La respuesta a incidentes consiste en la práctica de investigar y corregir las campañas de ataque activas en su organización. La respuesta a los incidentes forma parte de la disciplina de las operaciones de seguridad (SecOps) y su naturaleza es principalmente reactiva.
La respuesta a incidentes tiene la mayor influencia directa en el tiempo medio total de confirmación (MTTA) y el tiempo medio para corregir (MTTR) que miden la capacidad de las operaciones de seguridad para reducir el riesgo de la organización. Los equipos de respuesta a incidentes dependen en gran medida de las buenas relaciones de trabajo entre los equipos de búsqueda de amenazas, inteligencia y administración de incidentes (si están presentes) para reducir realmente el riesgo. Consulte Métricas de SecOps para más información.
Para más información sobre los roles y responsabilidades de las operaciones de seguridad, consulte Funciones de operaciones de seguridad (SecOps).
Proceso de respuesta a incidentes
El primer paso es tener en funcionamiento un plan de respuesta a incidentes que abarque tanto los procesos internos como los externos para responder a los incidentes de ciberseguridad. El plan debe detallar cómo debe:
- Abordar ataques que varían con el riesgo empresarial y el impacto del incidente, que puede variar desde un sitio web aislado que ya no está disponible hasta poner en peligro las credenciales de nivel de administrador.
- Definir el propósito de la respuesta, como volver al servicio o controlar los aspectos legales o de relaciones públicas del ataque.
- Dar prioridad al trabajo que se debe realizar en términos de cuántas personas deben trabajar en el incidente y sus tareas.
Consulte el artículo Planeamiento de respuesta a incidentes para obtener una lista de comprobación de las actividades que se deben tener en cuenta incluidas en el plan de respuesta a incidentes. Una vez que el plan de respuesta a incidentes esté en funcionamiento, pruebe periódicamente los tipos más graves de ciberataques para asegurarse de que la organización puede responder de forma rápida y eficaz.
Aunque el proceso de respuesta a incidentes de cada organización puede ser diferente en función de su estructura y capacidades organizativas y de su experiencia histórica, tenga en cuenta el conjunto de recomendaciones y procedimientos recomendados en este artículo para responder a incidentes de seguridad.
Durante un incidente, es fundamental:
Mantener la calma
Los incidentes son extremadamente perturbadores y pueden llevar aparejada una cierta carga emocional. Mantenga la calma y céntrese en priorizar sus esfuerzos en las acciones de mayor impacto.
No ocasionar daños
Confirme que la respuesta está diseñada y ejecutada de forma que se evite la pérdida de datos, la pérdida de funcionalidades críticas para la empresa y la pérdida de evidencias. Evite las decisiones que pueden dañar su capacidad para crear escalas de tiempo forenses, identificar la causa principal y aprender lecciones críticas.

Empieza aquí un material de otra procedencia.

//! Application assembly.
//!
//! Boot order: register modules, run the lifecycle, collect the shared
//! request context from the build-context hook, apply middleware
//! configuration overrides, freeze the chain. After `assemble` returns the
//! pipeline is immutable and the server can start serving traffic.

use crate::config::Config;
use crate::error::Result;
use crate::module::{HookContext, Module, ModuleManager};
use crate::modules::gateway::{self, GatewayService};
use crate::modules::{GatewayModule, RateLimiterModule};
use crate::state::AppState;
use std::sync::Arc;

pub struct App {
    pub state: Arc<AppState>,
    pub manager: ModuleManager,
}

/// Assembles the application with the built-in module set.
pub async fn assemble(config: Config) -> Result<App> {
    assemble_with(config, Vec::new()).await
}

/// Assembles the application with additional modules registered after the
/// built-ins.
pub async fn assemble_with(
    config: Config,
    extra_modules: Vec<Arc<dyn Module>>,
) -> Result<App> {
    let mut manager = ModuleManager::new();
    manager
        .register(Arc::new(GatewayModule))?
        .register(Arc::new(RateLimiterModule))?;
    for module in extra_modules {
        manager.register(module)?;
    }

    let shared_config = Arc::new(config.clone());
    manager.load(shared_config).await?;

    let mut hook_ctx = HookContext::new();
    manager
        .run_hook(gateway::BUILD_CONTEXT_HOOK, &mut hook_ctx)
        .await?;

    let service: Arc<GatewayService> = manager.registry().get(gateway::SERVICE_KEY)?;
    service.set_shared(hook_ctx.into_values());
    service.apply_middleware_config(&config.middlewares)?;
    service.finalize()?;

    let (state, _shutdown_rx) = AppState::new(config, manager.registry());
    Ok(App { state, manager })
}
use crate::middleware::Pivot;
use serde::{Deserialize, Serialize};
use std::collections::HashMap;

#[derive(Debug, Clone, Default, Deserialize, Serialize)]
#[serde(rename_all = "camelCase")]
pub struct Config {
    #[serde(default)]
    pub gateway: GatewayConfig,

    /// Per-stage overrides for the middleware pipeline, keyed by stage id.
    #[serde(default)]
    pub middlewares: HashMap<String, MiddlewareConfig>,

    /// Opaque per-module configuration tables, keyed by module name.
    #[serde(default)]
    pub modules: HashMap<String, serde_json::Value>,
}

#[derive(Debug, Clone, Deserialize, Serialize)]
#[serde(rename_all = "camelCase")]
pub struct GatewayConfig {
    #[serde(default = "default_host")]
    pub host: String,

    #[serde(default = "default_port")]
    pub port: u16,

    /// Grace period granted to in-flight requests on shutdown.
    #[serde(default = "default_shutdown_grace")]
    pub shutdown_grace_ms: u64,
}

impl Default for GatewayConfig {
    fn default() -> Self {
        Self {
            host: default_host(),
            port: default_port(),
            shutdown_grace_ms: default_shutdown_grace(),
        }
    }
}

/// Assembly-time tuning of one pipeline stage.
#[derive(Debug, Clone, Deserialize, Serialize)]
#[serde(rename_all = "camelCase")]
pub struct MiddlewareConfig {
    #[serde(default = "default_enabled")]
    pub enabled: bool,

    /// Stage params, handed to the handler factory. Null keeps the stage's
    /// current params.
    #[serde(default)]
    pub params: serde_json::Value,

    /// Optional repositioning of the stage relative to another stage.
    #[serde(default, skip_serializing_if = "Option::is_none")]
    pub pivot: Option<Pivot>,
}

impl Default for MiddlewareConfig {
    fn default() -> Self {
        Self {
            enabled: default_enabled(),
            params: serde_json::Value::Null,
            pivot: None,
        }
    }
}

// Default value functions
fn default_host() -> String {
    "127.0.0.1".to_string()
}

fn default_port() -> u16 {
    3000
}

fn default_shutdown_grace() -> u64 {
    5000
}

pub(crate) fn default_enabled() -> bool {
    true
}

Implicar al departamento legal
Determine si está previsto recurrir a las autoridades para poder planear su investigación y procedimientos de recuperación adecuadamente.
Ser cuidadoso al compartir información sobre el incidente públicamente
Confirme que todo lo que comparta con los clientes y el público esté basado en los consejos de su departamento legal.
Obtener ayuda cuando sea necesario
Utilice recursos con gran experiencia y amplios conocimientos al investigar y responder a ataques de atacantes sofisticados.
Al igual que con el diagnóstico y el tratamiento de una enfermedad, la investigación y la respuesta en ciberseguridad para un incidente importante requieren defender un sistema que es:
- Crítico (no se puede apagar para trabajar en él).
- Complejo (normalmente escapa a la comprensión de una persona).
Durante un incidente, debe encontrar un equilibrio en los siguientes aspectos críticos:
Velocidad
Equilibre la necesidad de actuar rápidamente para satisfacer a las partes interesadas con el riesgo de tomar decisiones apresuradas.
Uso compartido de información
Informe a los investigadores, las partes interesadas y los clientes en función de los consejos de su departamento legal para limitar la responsabilidad y evitar establecer expectativas poco realistas.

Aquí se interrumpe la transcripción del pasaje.